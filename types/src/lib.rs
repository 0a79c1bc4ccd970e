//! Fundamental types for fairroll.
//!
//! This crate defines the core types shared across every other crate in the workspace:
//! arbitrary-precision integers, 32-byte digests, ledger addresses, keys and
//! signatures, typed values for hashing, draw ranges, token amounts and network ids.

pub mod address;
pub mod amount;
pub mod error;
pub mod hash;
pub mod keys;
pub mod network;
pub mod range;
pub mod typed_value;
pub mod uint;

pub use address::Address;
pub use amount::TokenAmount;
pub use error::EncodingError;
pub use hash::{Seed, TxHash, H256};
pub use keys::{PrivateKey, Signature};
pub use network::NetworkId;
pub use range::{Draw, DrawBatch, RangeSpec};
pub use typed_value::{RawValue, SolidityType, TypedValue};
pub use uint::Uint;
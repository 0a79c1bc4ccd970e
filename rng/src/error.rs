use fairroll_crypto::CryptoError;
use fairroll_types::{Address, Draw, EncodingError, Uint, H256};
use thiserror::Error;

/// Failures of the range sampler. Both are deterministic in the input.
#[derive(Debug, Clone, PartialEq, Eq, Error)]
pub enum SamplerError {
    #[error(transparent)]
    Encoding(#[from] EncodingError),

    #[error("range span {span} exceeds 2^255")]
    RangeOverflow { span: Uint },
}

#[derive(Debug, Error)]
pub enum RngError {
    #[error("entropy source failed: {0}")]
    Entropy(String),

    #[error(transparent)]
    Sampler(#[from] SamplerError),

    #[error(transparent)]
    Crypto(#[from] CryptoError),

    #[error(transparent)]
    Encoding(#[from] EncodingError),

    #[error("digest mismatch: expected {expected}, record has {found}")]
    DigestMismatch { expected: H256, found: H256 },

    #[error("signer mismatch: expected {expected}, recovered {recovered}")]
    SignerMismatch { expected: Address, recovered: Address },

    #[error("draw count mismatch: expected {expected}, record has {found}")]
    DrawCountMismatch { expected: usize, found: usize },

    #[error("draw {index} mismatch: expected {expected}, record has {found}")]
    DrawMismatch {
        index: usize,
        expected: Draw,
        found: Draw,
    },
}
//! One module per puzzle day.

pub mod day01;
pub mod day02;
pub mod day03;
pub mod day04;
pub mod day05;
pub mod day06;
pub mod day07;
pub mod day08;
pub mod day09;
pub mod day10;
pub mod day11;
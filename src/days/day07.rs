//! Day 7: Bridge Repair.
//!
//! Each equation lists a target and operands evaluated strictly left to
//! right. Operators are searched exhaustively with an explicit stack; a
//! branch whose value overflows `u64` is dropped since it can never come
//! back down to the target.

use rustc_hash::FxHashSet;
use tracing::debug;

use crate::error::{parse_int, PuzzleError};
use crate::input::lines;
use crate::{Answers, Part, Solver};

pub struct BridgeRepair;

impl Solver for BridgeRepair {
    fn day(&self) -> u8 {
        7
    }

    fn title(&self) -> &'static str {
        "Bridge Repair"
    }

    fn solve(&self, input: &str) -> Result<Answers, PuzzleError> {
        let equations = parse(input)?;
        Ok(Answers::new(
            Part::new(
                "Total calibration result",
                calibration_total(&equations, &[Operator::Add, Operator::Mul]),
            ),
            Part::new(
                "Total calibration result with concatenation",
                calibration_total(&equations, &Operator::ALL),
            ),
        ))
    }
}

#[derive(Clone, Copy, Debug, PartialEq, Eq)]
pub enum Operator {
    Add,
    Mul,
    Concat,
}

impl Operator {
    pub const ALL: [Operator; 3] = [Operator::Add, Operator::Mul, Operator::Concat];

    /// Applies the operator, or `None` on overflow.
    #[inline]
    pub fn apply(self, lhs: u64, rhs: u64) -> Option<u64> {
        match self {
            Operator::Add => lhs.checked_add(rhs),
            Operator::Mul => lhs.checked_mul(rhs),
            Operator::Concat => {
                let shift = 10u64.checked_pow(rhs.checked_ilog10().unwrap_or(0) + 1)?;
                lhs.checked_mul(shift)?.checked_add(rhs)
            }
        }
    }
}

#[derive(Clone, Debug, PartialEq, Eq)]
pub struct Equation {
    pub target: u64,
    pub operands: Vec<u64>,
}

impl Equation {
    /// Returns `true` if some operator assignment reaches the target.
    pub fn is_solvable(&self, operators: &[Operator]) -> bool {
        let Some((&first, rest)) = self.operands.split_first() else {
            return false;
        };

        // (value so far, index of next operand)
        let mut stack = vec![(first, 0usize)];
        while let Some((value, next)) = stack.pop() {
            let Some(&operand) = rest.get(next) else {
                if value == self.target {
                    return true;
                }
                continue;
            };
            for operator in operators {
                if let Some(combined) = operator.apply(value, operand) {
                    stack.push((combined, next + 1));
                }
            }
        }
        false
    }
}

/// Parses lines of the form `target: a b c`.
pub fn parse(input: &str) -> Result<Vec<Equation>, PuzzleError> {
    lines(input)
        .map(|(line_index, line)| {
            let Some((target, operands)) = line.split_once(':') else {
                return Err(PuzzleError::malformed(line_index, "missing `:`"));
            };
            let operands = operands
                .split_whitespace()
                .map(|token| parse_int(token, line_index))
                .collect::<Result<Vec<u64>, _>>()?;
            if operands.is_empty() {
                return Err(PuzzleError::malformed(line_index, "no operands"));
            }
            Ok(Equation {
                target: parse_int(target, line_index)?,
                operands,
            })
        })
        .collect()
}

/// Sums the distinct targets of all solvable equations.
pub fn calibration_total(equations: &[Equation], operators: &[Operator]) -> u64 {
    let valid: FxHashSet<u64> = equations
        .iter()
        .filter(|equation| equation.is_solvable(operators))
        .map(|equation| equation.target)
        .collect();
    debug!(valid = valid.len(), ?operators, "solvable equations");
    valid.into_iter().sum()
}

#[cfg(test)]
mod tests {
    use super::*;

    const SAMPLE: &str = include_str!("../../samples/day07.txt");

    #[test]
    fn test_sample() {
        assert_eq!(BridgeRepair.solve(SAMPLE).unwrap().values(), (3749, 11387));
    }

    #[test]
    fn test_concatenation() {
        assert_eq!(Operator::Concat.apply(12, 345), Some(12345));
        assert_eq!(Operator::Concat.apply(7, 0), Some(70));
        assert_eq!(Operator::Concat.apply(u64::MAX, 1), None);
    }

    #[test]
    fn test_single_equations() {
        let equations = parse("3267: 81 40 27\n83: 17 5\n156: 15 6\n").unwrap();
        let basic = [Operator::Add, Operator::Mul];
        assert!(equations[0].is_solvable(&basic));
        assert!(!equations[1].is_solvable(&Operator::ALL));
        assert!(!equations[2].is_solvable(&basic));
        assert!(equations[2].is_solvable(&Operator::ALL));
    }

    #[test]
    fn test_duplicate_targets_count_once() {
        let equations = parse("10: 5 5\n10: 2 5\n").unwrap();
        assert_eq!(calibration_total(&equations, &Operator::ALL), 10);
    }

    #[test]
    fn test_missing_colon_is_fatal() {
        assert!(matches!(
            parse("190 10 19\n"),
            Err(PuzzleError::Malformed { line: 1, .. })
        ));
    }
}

(Work order) All records above need to be set down again exactly as written.

(Solved problem)
filename types/src/lib.rs
repository 0a79c1bc4ccd970e
//! Fundamental types for fairroll.
//!
//! This crate defines the core types shared across every other crate in the workspace:
//! arbitrary-precision integers, 32-byte digests, ledger addresses, keys and
//! signatures, typed values for hashing, draw ranges, token amounts and network ids.

pub mod address;
pub mod amount;
pub mod error;
pub mod hash;
pub mod keys;
pub mod network;
pub mod range;
pub mod typed_value;
pub mod uint;

pub use address::Address;
pub use amount::TokenAmount;
pub use error::EncodingError;
pub use hash::{Seed, TxHash, H256};
pub use keys::{PrivateKey, Signature};
pub use network::NetworkId;
pub use range::{Draw, DrawBatch, RangeSpec};
pub use typed_value::{RawValue, SolidityType, TypedValue};
pub use uint::Uint;
repository 0a79c1bc4ccd970e
filename rng/src/error.rs
use fairroll_crypto::CryptoError;
use fairroll_types::{Address, Draw, EncodingError, Uint, H256};
use thiserror::Error;

/// Failures of the range sampler. Both are deterministic in the input.
#[derive(Debug, Clone, PartialEq, Eq, Error)]
pub enum SamplerError {
    #[error(transparent)]
    Encoding(#[from] EncodingError),

    #[error("range span {span} exceeds 2^255")]
    RangeOverflow { span: Uint },
}

#[derive(Debug, Error)]
pub enum RngError {
    #[error("entropy source failed: {0}")]
    Entropy(String),

    #[error(transparent)]
    Sampler(#[from] SamplerError),

    #[error(transparent)]
    Crypto(#[from] CryptoError),

    #[error(transparent)]
    Encoding(#[from] EncodingError),

    #[error("digest mismatch: expected {expected}, record has {found}")]
    DigestMismatch { expected: H256, found: H256 },

    #[error("signer mismatch: expected {expected}, recovered {recovered}")]
    SignerMismatch { expected: Address, recovered: Address },

    #[error("draw count mismatch: expected {expected}, record has {found}")]
    DrawCountMismatch { expected: usize, found: usize },

    #[error("draw {index} mismatch: expected {expected}, record has {found}")]
    DrawMismatch {
        index: usize,
        expected: Draw,
        found: Draw,
    },
}
//! One module per puzzle day.

pub mod day01;
pub mod day02;
pub mod day03;
pub mod day04;
pub mod day05;
pub mod day06;
pub mod day07;
pub mod day08;
pub mod day09;
pub mod day10;
pub mod day11;
filename src/days/day07.rs
//! Day 7: Bridge Repair.
//!
//! Each equation lists a target and operands evaluated strictly left to
//! right. Operators are searched exhaustively with an explicit stack; a
//! branch whose value overflows `u64` is dropped since it can never come
//! back down to the target.

use rustc_hash::FxHashSet;
use tracing::debug;

use crate::error::{parse_int, PuzzleError};
use crate::input::lines;
use crate::{Answers, Part, Solver};

pub struct BridgeRepair;

impl Solver for BridgeRepair {
    fn day(&self) -> u8 {
        7
    }

    fn title(&self) -> &'static str {
        "Bridge Repair"
    }

    fn solve(&self, input: &str) -> Result<Answers, PuzzleError> {
        let equations = parse(input)?;
        Ok(Answers::new(
            Part::new(
                "Total calibration result",
                calibration_total(&equations, &[Operator::Add, Operator::Mul]),
            ),
            Part::new(
                "Total calibration result with concatenation",
                calibration_total(&equations, &Operator::ALL),
            ),
        ))
    }
}

#[derive(Clone, Copy, Debug, PartialEq, Eq)]
pub enum Operator {
    Add,
    Mul,
    Concat,
}

impl Operator {
    pub const ALL: [Operator; 3] = [Operator::Add, Operator::Mul, Operator::Concat];

    /// Applies the operator, or `None` on overflow.
    #[inline]
    pub fn apply(self, lhs: u64, rhs: u64) -> Option<u64> {
        match self {
            Operator::Add => lhs.checked_add(rhs),
            Operator::Mul => lhs.checked_mul(rhs),
            Operator::Concat => {
                let shift = 10u64.checked_pow(rhs.checked_ilog10().unwrap_or(0) + 1)?;
                lhs.checked_mul(shift)?.checked_add(rhs)
            }
        }
    }
}

#[derive(Clone, Debug, PartialEq, Eq)]
pub struct Equation {
    pub target: u64,
    pub operands: Vec<u64>,
}

impl Equation {
    /// Returns `true` if some operator assignment reaches the target.
    pub fn is_solvable(&self, operators: &[Operator]) -> bool {
        let Some((&first, rest)) = self.operands.split_first() else {
            return false;
        };

        // (value so far, index of next operand)
        let mut stack = vec![(first, 0usize)];
        while let Some((value, next)) = stack.pop() {
            let Some(&operand) = rest.get(next) else {
                if value == self.target {
                    return true;
                }
                continue;
            };
            for operator in operators {
                if let Some(combined) = operator.apply(value, operand) {
                    stack.push((combined, next + 1));
                }
            }
        }
        false
    }
}

/// Parses lines of the form `target: a b c`.
pub fn parse(input: &str) -> Result<Vec<Equation>, PuzzleError> {
    lines(input)
        .map(|(line_index, line)| {
            let Some((target, operands)) = line.split_once(':') else {
                return Err(PuzzleError::malformed(line_index, "missing `:`"));
            };
            let operands = operands
                .split_whitespace()
                .map(|token| parse_int(token, line_index))
                .collect::<Result<Vec<u64>, _>>()?;
            if operands.is_empty() {
                return Err(PuzzleError::malformed(line_index, "no operands"));
            }
            Ok(Equation {
                target: parse_int(target, line_index)?,
                operands,
            })
        })
        .collect()
}

/// Sums the distinct targets of all solvable equations.
pub fn calibration_total(equations: &[Equation], operators: &[Operator]) -> u64 {
    let valid: FxHashSet<u64> = equations
        .iter()
        .filter(|equation| equation.is_solvable(operators))
        .map(|equation| equation.target)
        .collect();
    debug!(valid = valid.len(), ?operators, "solvable equations");
    valid.into_iter().sum()
}

#[cfg(test)]
mod tests {
    use super::*;

    const SAMPLE: &str = include_str!("../../samples/day07.txt");

    #[test]
    fn test_sample() {
        assert_eq!(BridgeRepair.solve(SAMPLE).unwrap().values(), (3749, 11387));
    }

    #[test]
    fn test_concatenation() {
        assert_eq!(Operator::Concat.apply(12, 345), Some(12345));
        assert_eq!(Operator::Concat.apply(7, 0), Some(70));
        assert_eq!(Operator::Concat.apply(u64::MAX, 1), None);
    }

    #[test]
    fn test_single_equations() {
        let equations = parse("3267: 81 40 27\n83: 17 5\n156: 15 6\n").unwrap();
        let basic = [Operator::Add, Operator::Mul];
        assert!(equations[0].is_solvable(&basic));
        assert!(!equations[1].is_solvable(&Operator::ALL));
        assert!(!equations[2].is_solvable(&basic));
        assert!(equations[2].is_solvable(&Operator::ALL));
    }

    #[test]
    fn test_duplicate_targets_count_once() {
        let equations = parse("10: 5 5\n10: 2 5\n").unwrap();
        assert_eq!(calibration_total(&equations, &Operator::ALL), 10);
    }

    #[test]
    fn test_missing_colon_is_fatal() {
        assert!(matches!(
            parse("190 10 19\n"),
            Err(PuzzleError::Malformed { line: 1, .. })
        ));
    }
}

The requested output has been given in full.